When making your own dog jerky, follow these safety guidelines:

  • Always use fresh, high-quality meat
  • Freeze meat for 2 weeks or heat to 160°F to kill bacteria
  • Wash hands, utensils, and surfaces thoroughly
  • Don’t allow jerky to sit at room temp more than 2 hours
  • Refrigerate promptly in airtight container
  • Discard if mold appears or smells “off”

Frequently Asked Questions

What’s the best meat to use?

Lean beef like flank steak, sirloin tip, or London broil works well. Look for 90/10 ground beef. Avoid fatty cuts.

Do I have to use a dehydrator?

No, an oven or smoker will also work. Just prop the oven door open and use low heat around 180°F.

How long does it last?

About 2 weeks in the fridge or 2-3 months in the freezer. Discard if moldy or smells bad.

Can I use turkey or chicken?

Yes, you can follow the same process with lean ground turkey or chicken breasts.

What if it’s too dry?

Dogs won’t mind if it’s a little over-dried. But for best texture, stop dehydrating once stiff but still pliable.
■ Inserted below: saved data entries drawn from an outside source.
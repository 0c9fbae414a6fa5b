//! Local file system writes

use std::fs;
use std::io::Write;
use std::path::Path;

use tempfile::NamedTempFile;

use crate::domain::value_objects::ContentHash;
use crate::error::FwkitResult;

/// Outcome of a change-aware write
#[derive(Debug, Clone, Copy, PartialEq, Eq)]
pub enum WriteStatus {
    Written,
    Unchanged,
}

/// Write content atomically: temp file in the same directory, then rename.
///
/// Parent directories are created as needed.
pub fn atomic_write(path: &Path, content: &[u8]) -> FwkitResult<()> {
    let parent = match path.parent() {
        Some(p) if !p.as_os_str().is_empty() => p,
        _ => Path::new("."),
    };
    fs::create_dir_all(parent)?;

    let mut tmp = NamedTempFile::new_in(parent)?;
    tmp.write_all(content)?;
    tmp.as_file().sync_all()?;
    tmp.persist(path).map_err(|e| e.error)?;
    Ok(())
}

/// Write only when the on-disk bytes differ.
///
/// Keeps modification times stable so the firmware build does not recompile
/// translation units that include an unchanged header.
pub fn write_if_changed(path: &Path, content: &[u8]) -> FwkitResult<WriteStatus> {
    if let Ok(existing) = fs::read(path) {
        if existing == content {
            return Ok(WriteStatus::Unchanged);
        }
    }
    atomic_write(path, content)?;
    Ok(WriteStatus::Written)
}

/// Copy a file atomically, returning the copied size and digest.
pub fn copy_atomic(src: &Path, dest: &Path) -> FwkitResult<(u64, ContentHash)> {
    let bytes = fs::read(src)?;
    atomic_write(dest, &bytes)?;
    Ok((bytes.len() as u64, ContentHash::from_bytes(&bytes)))
}

#[cfg(test)]
mod tests {
    use super::*;
    use tempfile::tempdir;

    #[test]
    fn atomic_write_new_file() {
        let dir = tempdir().unwrap();
        let path = dir.path().join("test.h");

        atomic_write(&path, b"#pragma once\n").unwrap();

        assert_eq!(fs::read_to_string(&path).unwrap(), "#pragma once\n");
    }

    #[test]
    fn atomic_write_creates_parent_dirs() {
        let dir = tempdir().unwrap();
        let path = dir.path().join("dist").join("ota").join("fw.bin");

        atomic_write(&path, &[0xE9, 0x00]).unwrap();

        assert_eq!(fs::read(&path).unwrap(), vec![0xE9, 0x00]);
    }

    #[test]
    fn atomic_write_overwrite() {
        let dir = tempdir().unwrap();
        let path = dir.path().join("test.txt");

        fs::write(&path, "Original").unwrap();
        atomic_write(&path, b"Replaced").unwrap();

        assert_eq!(fs::read_to_string(&path).unwrap(), "Replaced");
    }

    #[test]
    fn write_if_changed_reports_unchanged() {
        let dir = tempdir().unwrap();
        let path = dir.path().join("a.h");

        assert_eq!(write_if_changed(&path, b"x").unwrap(), WriteStatus::Written);
        assert_eq!(write_if_changed(&path, b"x").unwrap(), WriteStatus::Unchanged);
        assert_eq!(write_if_changed(&path, b"y").unwrap(), WriteStatus::Written);
        assert_eq!(fs::read(&path).unwrap(), b"y");
    }

    #[test]
    fn copy_atomic_returns_size_and_hash() {
        let dir = tempdir().unwrap();
        let src = dir.path().join("firmware.bin");
        let dest = dir.path().join("out").join("fw-1.0-firmware.bin");
        fs::write(&src, b"image").unwrap();

        let (size, hash) = copy_atomic(&src, &dest).unwrap();

        assert_eq!(size, 5);
        assert_eq!(hash, ContentHash::from_bytes(b"image"));
        assert_eq!(fs::read(&dest).unwrap(), b"image");
    }
}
Make Fido Happy with Homemade Jerky

Beef jerky is an awesome treat for dogs. Making your own using healthy ingredients saves money and lets you control the flavor. Follow the steps above for how to slice, season, and dehydrate the perfect homemade jerky. Your dog will be thrilled with these special meaty treats!

Frequency of Entities:

Beef jerky: 21
Dog/Dogs: 19
Meat: 16
Dehydrate/Dehydrator: 11
Oven: 7
Spices: 6
Store-bought: 3
Smoker: 3
Jerkyholic: 1
Fakeginger: 0

Easy and Healthy Dog Beef Jerky

FAQ

Is homemade beef jerky healthy for dogs?

Salt, garlic, onion powder, and black pepper can be potentially harmful to your dog. Every dog is different and we would never want to upset a stomach, or even worse, make a four-legged friend sick. We recommend erring on the side of caution. We do not recommend feeding your dog beef jerky made for human consumption.

What is beef jerky for dogs made out of?

This jerky is the ultimate high value reward, packed with 90% beef from the finest Finnish grass fed cows and slow dried over 24 hours at low temperatures to lock in nutrients and moisture, your pooch’s mouth will water at the meaty taste, leaving tails wagging for more.

What is the safest way to make beef jerky?

The USDA Meat and Poultry Hotline’s current recommendation for making jerky safely is to heat meat to 160 °F and poultry to 165 °F before the dehydrating process. This step assures that any bacteria present will be destroyed by wet heat.